Geographic contiguity is the characteristic in geography of political or geographical land divisions, as a group, not being interrupted by other land or water. Such divisions are referred to as being contiguous. In the United States, for example, the "48 contiguous states" excludes Hawaii and Alaska, which do not share borders with other U.S. states. Other examples of geographical contiguity might include the "contiguous European Union" excluding member states such as Ireland, Sweden, Finland (between Åland and Turku Archipelago), Malta and Cyprus (these being non-contiguous), or the "contiguous United Kingdom" referring to all parts of the country excepting Northern Ireland (it being geographically non-contiguous). Two or more contiguous municipalities can be consolidated into one, or one municipality can consist of many non-contiguous elements. For example, the Financially Distressed Municipalities Act allows the commonwealth of Pennsylvania to merge contiguous municipalities to reduce financial distress.

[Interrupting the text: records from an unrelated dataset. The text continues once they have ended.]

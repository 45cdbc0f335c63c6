// ── Consolidated snapshot ──

use std::collections::BTreeMap;

use chrono::{DateTime, Utc};
use serde::Serialize;
use serde::de::DeserializeOwned;
use serde_json::Value;

use marketfeed_api::Envelope;

use super::layout::{SectionKind, SectionLayout};
use crate::error::CoreError;
use crate::model::{Dashboard, sections};

/// Merged view of every section seen so far.
#[derive(Debug, Clone, PartialEq, Serialize)]
pub struct Snapshot {
    /// `kind` of the envelope that produced this snapshot.
    pub kind: String,
    pub sections: BTreeMap<String, Value>,
    /// Receive time of the envelope that produced this snapshot.
    pub updated_at: DateTime<Utc>,
    /// Number of envelopes folded so far, starting at 1.
    pub sequence: u64,
}

impl Snapshot {
    pub fn section(&self, name: &str) -> Option<&Value> {
        self.sections.get(name)
    }

    /// Decode a section into a typed model. Absent or `null` gives `Ok(None)`.
    pub fn section_as<T: DeserializeOwned>(&self, name: &str) -> Result<Option<T>, CoreError> {
        match self.sections.get(name) {
            None | Some(Value::Null) => Ok(None),
            Some(value) => T::deserialize(value)
                .map(Some)
                .map_err(|e| CoreError::SectionDecode {
                    section: name.to_owned(),
                    reason: e.to_string(),
                }),
        }
    }

    /// Decode every dashboard section.
    pub fn dashboard(&self) -> Result<Dashboard, CoreError> {
        Ok(Dashboard {
            market_data: self.section_as(sections::MARKET_DATA)?,
            liquidation_positions: self.section_as(sections::LIQUIDATION_POSITIONS)?,
            recent_liquidations: self.section_as(sections::RECENT_LIQUIDATIONS)?,
            recent_large_trades: self.section_as(sections::RECENT_LARGE_TRADES)?,
            macro_data: self.section_as(sections::MACRO_DATA)?,
        })
    }
}

/// Pure merge step: previous snapshot + envelope → next snapshot.
///
/// Returns the names of slow sections rejected by their validity rule.
pub(super) fn fold(
    previous: Option<&Snapshot>,
    envelope: &Envelope,
    layout: &SectionLayout,
) -> (Snapshot, Vec<String>) {
    let mut sections = previous.map(|s| s.sections.clone()).unwrap_or_default();
    let mut rejected = Vec::new();

    for (name, value) in &envelope.data {
        match layout.rule(name) {
            Some(rule) if rule.kind == SectionKind::Slow => {
                if rule.validity().accepts(value) {
                    sections.insert(name.clone(), value.clone());
                } else {
                    rejected.push(name.clone());
                }
            }
            _ => {
                sections.insert(name.clone(), value.clone());
            }
        }
    }

    let snapshot = Snapshot {
        kind: envelope.kind.clone(),
        sections,
        updated_at: envelope.received_at,
        sequence: previous.map_or(1, |s| s.sequence + 1),
    };
    (snapshot, rejected)
}

#[cfg(test)]
#[allow(clippy::unwrap_used)]
mod tests {
    use super::*;
    use crate::model::MacroData;
    use crate::store::{SectionRule, Validity};
    use marketfeed_api::envelope::normalize_at;
    use pretty_assertions::assert_eq;
    use serde_json::json;

    fn envelope(raw: Value) -> Envelope {
        normalize_at(&raw.to_string(), Utc::now()).unwrap()
    }

    fn fold_all(layout: &SectionLayout, raws: Vec<Value>) -> Snapshot {
        let mut current: Option<Snapshot> = None;
        for raw in raws {
            let (next, _) = fold(current.as_ref(), &envelope(raw), layout);
            current = Some(next);
        }
        current.unwrap()
    }

    fn generic_layout() -> SectionLayout {
        SectionLayout::new(vec![
            SectionRule::fast("fast"),
            SectionRule::slow("slow", Validity::NonNull),
        ])
    }

    #[test]
    fn fast_replaced_and_slow_never_observed_stays_absent() {
        let snap = fold_all(
            &generic_layout(),
            vec![
                json!({ "kind": "update", "data": { "fast": { "x": 1 }, "slow": null } }),
                json!({ "kind": "update", "data": { "fast": { "x": 2 } } }),
            ],
        );
        assert_eq!(snap.section("fast"), Some(&json!({ "x": 2 })));
        assert_eq!(snap.section("slow"), None);
        assert_eq!(snap.sequence, 2);
    }

    #[test]
    fn slow_retains_last_valid_value() {
        let snap = fold_all(
            &generic_layout(),
            vec![
                json!({ "kind": "update", "data": { "slow": { "v": 1 } } }),
                json!({ "kind": "update", "data": { "slow": null } }),
                json!({ "kind": "update", "data": { "fast": 3 } }),
                json!({ "kind": "update", "data": { "slow": null, "fast": 4 } }),
            ],
        );
        assert_eq!(snap.section("slow"), Some(&json!({ "v": 1 })));
        assert_eq!(snap.section("fast"), Some(&json!(4)));
    }

    #[test]
    fn slow_replaced_by_newer_valid_value() {
        let snap = fold_all(
            &generic_layout(),
            vec![
                json!({ "kind": "update", "data": { "slow": 1 } }),
                json!({ "kind": "update", "data": { "slow": 2 } }),
            ],
        );
        assert_eq!(snap.section("slow"), Some(&json!(2)));
    }

    #[test]
    fn unknown_section_merges_as_fast_and_is_retained() {
        let snap = fold_all(
            &generic_layout(),
            vec![
                json!({ "kind": "update", "data": { "extra": [1] } }),
                json!({ "kind": "update", "data": { "fast": 1 } }),
            ],
        );
        assert_eq!(snap.section("extra"), Some(&json!([1])));
    }

    #[test]
    fn macro_data_requires_cpi_value() {
        let layout = SectionLayout::dashboard();
        let valid = json!({
            "cpi": { "name": "CPI", "value": "3.1" },
            "fed_rate": { "name": "Fed", "value": "5.3" },
            "unemployment": { "name": "U3", "value": "3.9" }
        });
        let snap = fold_all(
            &layout,
            vec![
                json!({ "kind": "dashboard_update", "data": { "macro_data": valid.clone() } }),
                json!({ "kind": "dashboard_update", "data": {
                    "macro_data": { "cpi": { "name": "CPI", "value": null } }
                } }),
            ],
        );
        assert_eq!(snap.section("macro_data"), Some(&valid));

        let typed: MacroData = snap.section_as("macro_data").unwrap().unwrap();
        assert_eq!(typed.cpi.value.as_deref(), Some("3.1"));
    }

    #[test]
    fn kind_and_time_track_latest_envelope() {
        let snap = fold_all(
            &generic_layout(),
            vec![
                json!({ "kind": "initial", "data": {} }),
                json!({ "kind": "update", "data": {} }),
            ],
        );
        assert_eq!(snap.kind, "update");
    }

    #[test]
    fn section_as_reports_decode_errors() {
        let snap = fold_all(
            &SectionLayout::dashboard(),
            vec![json!({ "kind": "update", "data": { "recent_large_trades": "oops" } })],
        );
        let err = snap.dashboard().unwrap_err();
        assert!(matches!(err, CoreError::SectionDecode { section, .. } if section == "recent_large_trades"));
    }

    #[test]
    fn dashboard_decodes_present_sections() {
        let snap = fold_all(
            &SectionLayout::dashboard(),
            vec![json!({ "kind": "update", "data": {
                "recent_liquidations": [{
                    "coin": "BTC", "side": "long", "size": 1.5,
                    "price": 60000.0, "value_usd": 90000.0, "timestamp": "2024-05-01T00:00:00Z"
                }],
                "liquidation_positions": null
            } })],
        );
        let dash = snap.dashboard().unwrap();
        assert_eq!(dash.recent_liquidations.map(|l| l.len()), Some(1));
        assert!(dash.liquidation_positions.is_none());
        assert!(dash.market_data.is_none());
    }
}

Geographic contiguity is important in biology, especially animal ranges. For a particular species, its habitat may be a 'contiguous range', or it might be broken, requiring periodic, typically seasonal migrations (see: Disjunct distribution). The same concept of contiguous range is true for human transportation studies in an attempt to understand census geography. It also comes into play with electoral geography and politics. In United States real property and mineral rights law, touching of two tracts at a common corner (as checkerboarded land) is generally considered contiguous.

== Non-contiguity ==

Regions that are administered as one, but do not form a single integral landmass on the map, are referred to as non-contiguous regions. Examples include Angola, divided into the mainland and the Cabinda exclave to the north, and various non-contiguous transcontinental countries. The designation is not normally used for island nations.

The concept of geographic contiguity has recently been applied to describe the Anglosphere as a non-contiguous region united by shared linguistic, cultural, and historical ties. This perspective introduces a novel regional approach, emphasizing interconnectedness across geographically dispersed nations.